A work in which the researcher from the Regional University Gabriel Fernández has developed mathematical models that have made it possible to quantify the characteristic times of neutrophil functionality. Thus participating in a finding that opens up new therapeutic possibilities for the treatment of multiple diseases, like cancer, since according to the professor “there is more and more evidence that neutrophils can play an important role as co-facilitators of metastasis formation”.

The UCLM Laboratory of Mathematical Oncology has contributed to this study with the development of mathematical models based on differential equations that were able to quantify the different half-lives of neutrophils from their formation in the bone marrow to their migration, through the blood, to other organs where they can become established.
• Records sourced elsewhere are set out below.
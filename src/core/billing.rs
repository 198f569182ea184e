//! Exit fee calculation
//!
//! Stays shorter than [`MINIMUM_BILLABLE_HOURS`] are billed as the minimum.
//! Longer stays are billed for the exact elapsed time, not rounded up to
//! whole hours.

use super::Token;
use chrono::{DateTime, Duration, Utc};
use rust_decimal::Decimal;
use serde::Serialize;

pub const MINIMUM_BILLABLE_HOURS: Decimal = Decimal::ONE;

/// Decimal places used when reporting hours and amounts
pub const REPORTING_SCALE: u32 = 2;

const MILLIS_PER_HOUR: i64 = 3_600_000;

/// Hours to bill for a stay of `elapsed`
///
/// A negative duration (clock moved backwards) bills the minimum.
pub fn billable_hours(elapsed: Duration) -> Decimal {
    let millis = elapsed.num_milliseconds().max(0);
    let hours = Decimal::from(millis) / Decimal::from(MILLIS_PER_HOUR);
    hours.max(MINIMUM_BILLABLE_HOURS)
}

/// Round to the reporting scale and pin the scale so `75` prints as `75.00`
fn to_reporting_scale(value: Decimal) -> Decimal {
    let mut rounded = value.round_dp(REPORTING_SCALE);
    rounded.rescale(REPORTING_SCALE);
    rounded
}

/// Billed hours and amount for one stay
#[derive(Debug, Clone, Copy, PartialEq, Eq, Serialize)]
pub struct Fee {
    pub billable_hours: Decimal,
    pub total_cost: Decimal,
}

impl Fee {
    /// The cost is computed from unrounded hours; both figures are then rounded
    pub fn compute(elapsed: Duration, rate_per_hour: Decimal) -> Self {
        let hours = billable_hours(elapsed);
        Self {
            billable_hours: to_reporting_scale(hours),
            total_cost: to_reporting_scale(hours * rate_per_hour),
        }
    }
}

/// Issued when a vehicle leaves
#[derive(Debug, Clone, PartialEq, Eq, Serialize)]
pub struct Receipt {
    pub token: Token,
    pub plate_number: String,
    pub owner_name: String,
    pub vehicle_type_name: String,
    pub rate_per_hour: Decimal,
    pub entered_at: DateTime<Utc>,
    pub exited_at: DateTime<Utc>,
    pub billable_hours: Decimal,
    pub total_cost: Decimal,
}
Said models, according to Fernández, “were key to show that the complex kinetics that neutrophils follow allows them to reside in different tissues for significantly longer times than in blood, something that to date had not been proven. “

The investigation has aimed determine the half-lives of neutrophils, an open problem in Immunology. Furthermore, the work has made it possible to characterize the acquisition of various phenotypic and functional properties depending on which tissue the neutrophils occupy, to identify new signaling routes between tissues that modify the adaptability of the neutrophils and to observe new purely defensive tasks.

For the experimental development of the study, the researchers used murine models (mice) from which samples of bone marrow, blood and various tissues (lung, spleen, intestine, liver and skin) were extracted that were subsequently analyzed by flow cytometry and scRNA and transcriptomic sequencing techniques.